What is the society turning into? it is the case, and sadly so, that there is no level people cannot go to make money. And perhaps more concerning is the fact that many no longer believe that hard work pays. Apparently, the suspects wanted to make quick money, like many today in Nigeria where money matters. There is this erroneous but widespread belief that it is possible to make quick and huge money on a sustainable basis without breaking a sweat. Yet, no money ritualist has ever made the Forbe’s list of wealthy people.
There is a sense in which the society could be described as unhelpful in the bid to stem the tide of quick and hot money syndrome, especially amongst the youth. And that is because the society, be it the family, church, mosque, palace, associations, town and so on, and even the government, tends to give unmerited recognition to citizens with deep pockets. Even where other factors or virtues are considered for recognition, they are simply tangential and meant to fulfill all righteousness. The worst part is that often, no one bothers about how these rich men and women make their money; they are simply honoured and recognised once they are reckoned to be people of means.
This societal disposition inevitably provides incentives for citizens with low moral fabric to engage in any activity, no matter how ignoble, to make money since the end seems to justify the means. Even the morally upright are sometimes tempted to slip into decadence when they observe how corrupt and fraudulent people are treated with respect and honour while they are at best ignored or even treated with disdain. And it is saddening that the family, the microcosm of the society, has become largely dysfunctional and ineffective, such that parents and guardians are increasingly becoming less crucial in the process of character formation of their children and wards. Yet, this is the level where people with high standards of character and conduct are supposed be bred before being unleashed on the larger society. For instance, today, some parents are known to accept car gifts from their children who are still in school studying without raising an eye brow. That would not have happened in the days of yore when people valued societal norms.

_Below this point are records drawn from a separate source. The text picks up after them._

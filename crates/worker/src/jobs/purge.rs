use chrono::Duration;
use notice_core::clock::Clock;
use notice_db::queries::{maintenance, push_subscriptions, rate_limit_hashes, reports};
use sqlx::SqlitePool;
use tracing::{error, info, warn};

#[derive(Debug, Clone)]
pub struct PurgePolicy {
    pub report_ttl: Duration,
    pub hash_ttl: Duration,
    pub subscription_ttl: Duration,
    /// Most rows deleted per table in one run.
    pub batch_size: i64,
}

impl Default for PurgePolicy {
    fn default() -> Self {
        Self {
            report_ttl: Duration::hours(24),
            hash_ttl: Duration::hours(2),
            subscription_ttl: Duration::days(7),
            batch_size: 1000,
        }
    }
}

impl PurgePolicy {
    pub fn with_batch_size(batch_size: i64) -> Self {
        Self {
            batch_size,
            ..Self::default()
        }
    }
}

#[derive(Debug, Clone, Copy, Default, PartialEq, Eq)]
pub struct PurgeSummary {
    pub reports: u64,
    pub hashes: u64,
    pub subscriptions: u64,
    pub compacted: bool,
    pub checkpointed: bool,
}

/// Delete expired rows, then compact the file and truncate the WAL so the
/// deleted data is not recoverable from disk. Each step runs even if an
/// earlier one failed.
pub async fn run_purge(db: &SqlitePool, clock: &dyn Clock, policy: &PurgePolicy) -> PurgeSummary {
    let now = clock.now();
    let cutoff = |ttl: Duration| notice_db::to_millis(now - ttl);
    let mut summary = PurgeSummary::default();

    match reports::delete_created_before(db, cutoff(policy.report_ttl), policy.batch_size).await {
        Ok(count) => summary.reports = count,
        Err(err) => error!(error = %err, "failed to purge expired reports"),
    }

    match rate_limit_hashes::delete_created_before(db, cutoff(policy.hash_ttl), policy.batch_size)
        .await
    {
        Ok(count) => summary.hashes = count,
        Err(err) => error!(error = %err, "failed to purge expired rate-limit hashes"),
    }

    match push_subscriptions::delete_updated_before(
        db,
        cutoff(policy.subscription_ttl),
        policy.batch_size,
    )
    .await
    {
        Ok(count) => summary.subscriptions = count,
        Err(err) => error!(error = %err, "failed to purge stale push subscriptions"),
    }

    match maintenance::vacuum(db).await {
        Ok(()) => summary.compacted = true,
        Err(err) => error!(error = %err, "vacuum failed"),
    }

    match maintenance::checkpoint_wal(db).await {
        Ok(checkpoint) if checkpoint.busy => {
            warn!(
                log_frames = checkpoint.log_frames,
                checkpointed_frames = checkpoint.checkpointed_frames,
                "wal checkpoint could not complete, readers busy"
            );
        }
        Ok(_) => summary.checkpointed = true,
        Err(err) => error!(error = %err, "wal checkpoint failed"),
    }

    info!(
        reports = summary.reports,
        hashes = summary.hashes,
        subscriptions = summary.subscriptions,
        compacted = summary.compacted,
        checkpointed = summary.checkpointed,
        "purge finished"
    );
    summary
}
use std::sync::Arc;

use chrono::Duration;
use notice_core::clock::Clock;
use notice_core::hasher::IdentifierHasher;
use notice_db::queries::rate_limit_hashes;
use notice_db::{from_millis, new_id, to_millis};
use sqlx::SqlitePool;
use tracing::{debug, warn};

/// One report per source per window.
pub const WINDOW_MINUTES: i64 = 60;

fn window() -> Duration {
    Duration::minutes(WINDOW_MINUTES)
}

#[derive(Debug, Clone, Copy, PartialEq, Eq)]
pub enum Admission {
    Allow,
    Deny { retry_after: Duration },
}

/// Sliding-window limiter keyed by the salted hash of the client identifier.
///
/// The lookup and the insert are separate statements, so two simultaneous
/// first submissions from one source may both be admitted.
pub struct RateLimiter {
    db: SqlitePool,
    hasher: IdentifierHasher,
    clock: Arc<dyn Clock>,
}

impl RateLimiter {
    pub fn new(db: SqlitePool, hasher: IdentifierHasher, clock: Arc<dyn Clock>) -> Self {
        Self { db, hasher, clock }
    }

    pub async fn admit(&self, identifier: &str) -> Admission {
        let hash = self.hasher.hash(identifier);
        let now = self.clock.now();

        match rate_limit_hashes::find_recent(&self.db, &hash, to_millis(now - window())).await {
            Ok(Some(previous)) => {
                let elapsed = now - from_millis(previous.created_at);
                let retry_after = (window() - elapsed).max(Duration::seconds(1));
                debug!(retry_after_secs = retry_after.num_seconds(), "submission rate limited");
                return Admission::Deny { retry_after };
            }
            Ok(None) => {}
            // Availability wins over strictness when storage misbehaves.
            Err(err) => warn!(error = %err, "rate-limit lookup failed, admitting request"),
        }

        if let Err(err) = rate_limit_hashes::create(&self.db, &new_id(), &hash, to_millis(now)).await
        {
            warn!(error = %err, "failed to record rate-limit hash");
        }
        Admission::Allow
    }
}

It is comforting to know that the police have apprehended and interrogated the suspects who were said to have confessed to the crime. However, we urge the police to work hard at arresting the suspects’ main accomplice, ‘Gbege’, who is said to be at large. His arrest will most likely shed more light on the original plan of these felons because he is the person they were supposed to take the pregnant woman to before the law caught up with them. It is unclear whether ‘Gbege’ is a medical doctor or a ritualist priest but his arrest will be helpful. It may even escalate the charge against the suspects by adding conspiracy to commit murder to conspiracy to commit miscarriage which the police said they plan to prefer against the outlaws because there is nothing to suggest that the young woman carrying the foetus would have been alive to spend the N30 million offered her if the deadly plan had succeeded.
We reiterate that the preponderance of anti-social behaviour and criminal conduct that has become a regular occurrence in the society may not abate unless critical stakeholders, including the government, takes deliberate and intentional steps to change the extant course and trajectory of societal recognition and reward systems that place disproportionate premium on people of means, regardless of how they come by their riches.